For the listing below, give the count of lines containing "TelemetryLayer", and no other text.

--- INFORMATION PROVIDED Enclosed Below ---

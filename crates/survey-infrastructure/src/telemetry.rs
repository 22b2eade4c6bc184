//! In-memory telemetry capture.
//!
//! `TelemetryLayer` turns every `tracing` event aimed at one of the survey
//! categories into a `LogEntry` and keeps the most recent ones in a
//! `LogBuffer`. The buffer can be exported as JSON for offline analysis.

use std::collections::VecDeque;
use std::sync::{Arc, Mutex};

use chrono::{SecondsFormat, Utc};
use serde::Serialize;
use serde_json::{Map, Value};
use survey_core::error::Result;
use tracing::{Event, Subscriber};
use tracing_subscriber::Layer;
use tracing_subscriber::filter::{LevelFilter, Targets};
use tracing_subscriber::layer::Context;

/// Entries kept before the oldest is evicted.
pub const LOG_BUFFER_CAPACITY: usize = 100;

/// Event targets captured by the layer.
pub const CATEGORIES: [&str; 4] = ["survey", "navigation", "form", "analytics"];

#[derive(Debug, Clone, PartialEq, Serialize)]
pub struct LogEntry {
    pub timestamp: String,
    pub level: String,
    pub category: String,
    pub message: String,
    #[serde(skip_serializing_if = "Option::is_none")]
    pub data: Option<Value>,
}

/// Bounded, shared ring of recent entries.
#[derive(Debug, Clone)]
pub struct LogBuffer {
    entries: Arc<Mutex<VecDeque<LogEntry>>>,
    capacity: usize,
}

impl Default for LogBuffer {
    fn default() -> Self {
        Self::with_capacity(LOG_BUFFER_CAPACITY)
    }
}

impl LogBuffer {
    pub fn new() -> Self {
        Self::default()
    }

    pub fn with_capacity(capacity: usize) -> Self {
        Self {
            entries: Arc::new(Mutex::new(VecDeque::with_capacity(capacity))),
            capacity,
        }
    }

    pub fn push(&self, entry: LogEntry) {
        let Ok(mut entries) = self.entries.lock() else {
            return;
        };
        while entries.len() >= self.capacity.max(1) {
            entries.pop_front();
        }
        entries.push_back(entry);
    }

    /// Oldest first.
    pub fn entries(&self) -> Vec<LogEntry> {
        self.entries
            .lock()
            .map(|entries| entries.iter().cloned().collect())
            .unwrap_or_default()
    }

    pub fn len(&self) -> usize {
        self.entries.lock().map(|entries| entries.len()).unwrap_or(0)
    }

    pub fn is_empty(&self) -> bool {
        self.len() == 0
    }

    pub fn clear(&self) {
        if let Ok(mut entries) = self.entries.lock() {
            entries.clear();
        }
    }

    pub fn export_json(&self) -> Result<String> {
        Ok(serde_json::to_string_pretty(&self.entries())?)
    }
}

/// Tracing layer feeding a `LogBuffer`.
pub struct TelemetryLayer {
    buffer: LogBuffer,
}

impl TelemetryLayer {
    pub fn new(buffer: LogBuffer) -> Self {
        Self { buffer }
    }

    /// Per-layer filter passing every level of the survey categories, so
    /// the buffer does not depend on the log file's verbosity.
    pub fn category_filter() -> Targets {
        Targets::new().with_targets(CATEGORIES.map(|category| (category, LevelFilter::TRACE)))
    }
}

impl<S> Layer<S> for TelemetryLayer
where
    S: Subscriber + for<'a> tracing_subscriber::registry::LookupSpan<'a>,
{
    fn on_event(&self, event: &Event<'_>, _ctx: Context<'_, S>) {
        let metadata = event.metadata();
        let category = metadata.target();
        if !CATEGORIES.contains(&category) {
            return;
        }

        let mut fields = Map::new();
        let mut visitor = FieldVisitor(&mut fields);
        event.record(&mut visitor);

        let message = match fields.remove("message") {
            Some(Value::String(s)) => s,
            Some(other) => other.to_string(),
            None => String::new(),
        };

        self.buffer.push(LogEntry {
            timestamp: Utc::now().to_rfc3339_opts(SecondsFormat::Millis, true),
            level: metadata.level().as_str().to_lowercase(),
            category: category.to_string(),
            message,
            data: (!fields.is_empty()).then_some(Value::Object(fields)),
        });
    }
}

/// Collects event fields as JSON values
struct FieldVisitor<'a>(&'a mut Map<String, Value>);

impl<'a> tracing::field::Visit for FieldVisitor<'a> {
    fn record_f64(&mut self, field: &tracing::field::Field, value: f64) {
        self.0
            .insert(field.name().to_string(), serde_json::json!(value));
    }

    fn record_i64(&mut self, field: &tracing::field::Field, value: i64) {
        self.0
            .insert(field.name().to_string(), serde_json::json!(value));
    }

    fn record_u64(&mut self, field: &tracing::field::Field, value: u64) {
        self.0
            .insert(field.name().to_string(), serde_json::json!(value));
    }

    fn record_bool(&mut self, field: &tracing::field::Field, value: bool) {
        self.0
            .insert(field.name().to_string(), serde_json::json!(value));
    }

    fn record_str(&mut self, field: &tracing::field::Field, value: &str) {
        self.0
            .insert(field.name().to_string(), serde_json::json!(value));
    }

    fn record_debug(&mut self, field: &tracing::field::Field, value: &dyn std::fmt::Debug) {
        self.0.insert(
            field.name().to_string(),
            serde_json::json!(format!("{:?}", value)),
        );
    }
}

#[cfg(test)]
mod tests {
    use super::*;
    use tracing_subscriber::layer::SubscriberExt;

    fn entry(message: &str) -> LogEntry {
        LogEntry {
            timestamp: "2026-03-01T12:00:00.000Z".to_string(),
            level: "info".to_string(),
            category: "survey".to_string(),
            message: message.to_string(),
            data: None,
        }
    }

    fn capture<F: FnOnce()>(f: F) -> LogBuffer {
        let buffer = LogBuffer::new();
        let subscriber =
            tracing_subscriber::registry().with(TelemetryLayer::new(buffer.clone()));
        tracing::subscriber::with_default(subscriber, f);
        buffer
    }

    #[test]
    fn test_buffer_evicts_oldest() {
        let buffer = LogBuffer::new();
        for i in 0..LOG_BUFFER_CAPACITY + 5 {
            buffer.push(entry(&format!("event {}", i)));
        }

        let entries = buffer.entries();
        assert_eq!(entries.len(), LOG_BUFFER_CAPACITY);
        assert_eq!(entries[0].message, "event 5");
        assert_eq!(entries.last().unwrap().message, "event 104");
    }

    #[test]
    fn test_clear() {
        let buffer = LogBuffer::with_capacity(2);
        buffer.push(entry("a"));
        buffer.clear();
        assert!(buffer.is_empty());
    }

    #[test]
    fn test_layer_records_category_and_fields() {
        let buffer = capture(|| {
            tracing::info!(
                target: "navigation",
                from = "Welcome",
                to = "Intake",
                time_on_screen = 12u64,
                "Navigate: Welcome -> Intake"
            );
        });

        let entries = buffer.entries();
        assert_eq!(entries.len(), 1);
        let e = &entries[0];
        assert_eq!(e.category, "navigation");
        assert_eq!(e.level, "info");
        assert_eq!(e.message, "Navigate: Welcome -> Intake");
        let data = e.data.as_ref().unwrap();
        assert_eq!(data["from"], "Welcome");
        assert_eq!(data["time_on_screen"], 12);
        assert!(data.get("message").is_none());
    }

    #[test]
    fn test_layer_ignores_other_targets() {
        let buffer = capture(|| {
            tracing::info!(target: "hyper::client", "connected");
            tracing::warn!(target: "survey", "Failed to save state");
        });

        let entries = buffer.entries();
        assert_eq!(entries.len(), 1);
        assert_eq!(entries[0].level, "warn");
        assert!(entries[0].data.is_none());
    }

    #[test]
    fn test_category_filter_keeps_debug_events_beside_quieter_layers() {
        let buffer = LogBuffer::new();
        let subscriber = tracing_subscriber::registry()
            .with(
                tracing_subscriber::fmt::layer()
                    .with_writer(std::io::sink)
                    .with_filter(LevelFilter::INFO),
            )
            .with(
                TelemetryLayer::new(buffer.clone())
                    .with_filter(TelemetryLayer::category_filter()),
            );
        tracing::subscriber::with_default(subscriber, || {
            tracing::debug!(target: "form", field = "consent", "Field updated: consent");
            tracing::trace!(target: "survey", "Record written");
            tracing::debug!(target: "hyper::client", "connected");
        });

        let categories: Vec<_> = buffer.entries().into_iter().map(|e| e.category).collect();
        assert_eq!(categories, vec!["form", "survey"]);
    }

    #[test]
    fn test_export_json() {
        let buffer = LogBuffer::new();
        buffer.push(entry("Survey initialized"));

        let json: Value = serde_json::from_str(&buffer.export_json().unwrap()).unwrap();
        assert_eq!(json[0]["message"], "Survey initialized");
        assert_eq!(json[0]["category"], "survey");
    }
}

--- End of Enclosed INFORMATION PROVIDED ---
--- INFORMATION PROVIDED Enclosed Below ---

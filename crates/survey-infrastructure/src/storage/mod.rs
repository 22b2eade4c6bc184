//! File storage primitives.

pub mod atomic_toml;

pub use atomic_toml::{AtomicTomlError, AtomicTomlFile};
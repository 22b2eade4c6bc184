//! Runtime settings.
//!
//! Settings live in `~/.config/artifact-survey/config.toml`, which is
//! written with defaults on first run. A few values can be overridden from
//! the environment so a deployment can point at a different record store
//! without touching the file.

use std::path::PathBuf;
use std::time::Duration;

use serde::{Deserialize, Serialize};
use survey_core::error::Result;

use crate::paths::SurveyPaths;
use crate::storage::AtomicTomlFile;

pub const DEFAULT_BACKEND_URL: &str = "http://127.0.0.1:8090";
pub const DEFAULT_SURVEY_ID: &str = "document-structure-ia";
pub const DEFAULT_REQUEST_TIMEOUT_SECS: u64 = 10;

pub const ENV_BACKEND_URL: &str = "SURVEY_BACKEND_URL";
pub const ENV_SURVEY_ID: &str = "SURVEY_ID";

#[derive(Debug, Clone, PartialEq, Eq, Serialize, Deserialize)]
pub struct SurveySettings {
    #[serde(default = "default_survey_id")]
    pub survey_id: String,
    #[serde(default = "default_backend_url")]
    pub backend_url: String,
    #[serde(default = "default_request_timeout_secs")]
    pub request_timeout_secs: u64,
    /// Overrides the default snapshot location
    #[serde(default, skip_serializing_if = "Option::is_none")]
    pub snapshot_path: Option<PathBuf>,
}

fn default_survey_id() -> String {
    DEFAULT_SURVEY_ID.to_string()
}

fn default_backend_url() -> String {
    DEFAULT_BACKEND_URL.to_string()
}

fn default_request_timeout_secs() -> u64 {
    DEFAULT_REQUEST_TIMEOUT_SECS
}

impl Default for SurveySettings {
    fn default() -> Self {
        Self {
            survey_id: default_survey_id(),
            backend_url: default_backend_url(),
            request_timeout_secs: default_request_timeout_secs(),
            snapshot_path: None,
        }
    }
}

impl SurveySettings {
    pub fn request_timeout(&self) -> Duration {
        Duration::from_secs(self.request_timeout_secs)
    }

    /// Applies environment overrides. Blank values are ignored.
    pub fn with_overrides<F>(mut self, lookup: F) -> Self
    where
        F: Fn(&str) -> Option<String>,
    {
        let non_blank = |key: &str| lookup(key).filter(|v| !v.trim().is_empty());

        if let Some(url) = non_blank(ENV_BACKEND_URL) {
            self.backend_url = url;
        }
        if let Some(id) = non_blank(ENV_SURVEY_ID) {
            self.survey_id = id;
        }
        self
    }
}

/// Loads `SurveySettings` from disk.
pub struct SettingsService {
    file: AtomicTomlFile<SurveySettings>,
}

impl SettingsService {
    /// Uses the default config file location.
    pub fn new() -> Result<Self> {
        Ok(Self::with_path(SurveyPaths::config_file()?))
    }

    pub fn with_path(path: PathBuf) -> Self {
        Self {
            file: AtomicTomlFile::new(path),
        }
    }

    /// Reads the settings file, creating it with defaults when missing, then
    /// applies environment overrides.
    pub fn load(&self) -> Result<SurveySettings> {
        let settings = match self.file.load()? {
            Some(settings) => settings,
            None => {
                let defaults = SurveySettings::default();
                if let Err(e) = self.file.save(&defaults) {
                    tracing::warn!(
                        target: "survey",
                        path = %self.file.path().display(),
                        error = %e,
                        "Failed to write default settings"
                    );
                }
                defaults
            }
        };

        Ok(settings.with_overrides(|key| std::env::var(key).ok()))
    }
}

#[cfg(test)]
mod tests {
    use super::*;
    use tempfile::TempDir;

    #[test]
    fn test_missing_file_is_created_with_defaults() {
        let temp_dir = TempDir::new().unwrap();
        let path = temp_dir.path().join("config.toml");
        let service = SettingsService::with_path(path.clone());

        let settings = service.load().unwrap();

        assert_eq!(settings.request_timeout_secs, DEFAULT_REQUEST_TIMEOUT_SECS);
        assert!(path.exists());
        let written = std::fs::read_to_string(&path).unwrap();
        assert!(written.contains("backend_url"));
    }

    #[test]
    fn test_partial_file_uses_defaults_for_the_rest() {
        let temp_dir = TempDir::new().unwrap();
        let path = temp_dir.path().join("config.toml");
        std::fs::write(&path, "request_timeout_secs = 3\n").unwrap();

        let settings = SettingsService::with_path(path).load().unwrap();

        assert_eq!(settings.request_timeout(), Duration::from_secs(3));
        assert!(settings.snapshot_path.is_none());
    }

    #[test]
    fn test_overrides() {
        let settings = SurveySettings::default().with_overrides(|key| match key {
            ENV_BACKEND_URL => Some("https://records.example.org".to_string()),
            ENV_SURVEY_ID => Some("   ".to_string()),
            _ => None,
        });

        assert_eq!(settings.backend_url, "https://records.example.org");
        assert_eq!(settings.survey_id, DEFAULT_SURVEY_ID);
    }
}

--- End of Enclosed INFORMATION PROVIDED ---

RESULT FOR THIS EXERCISE
7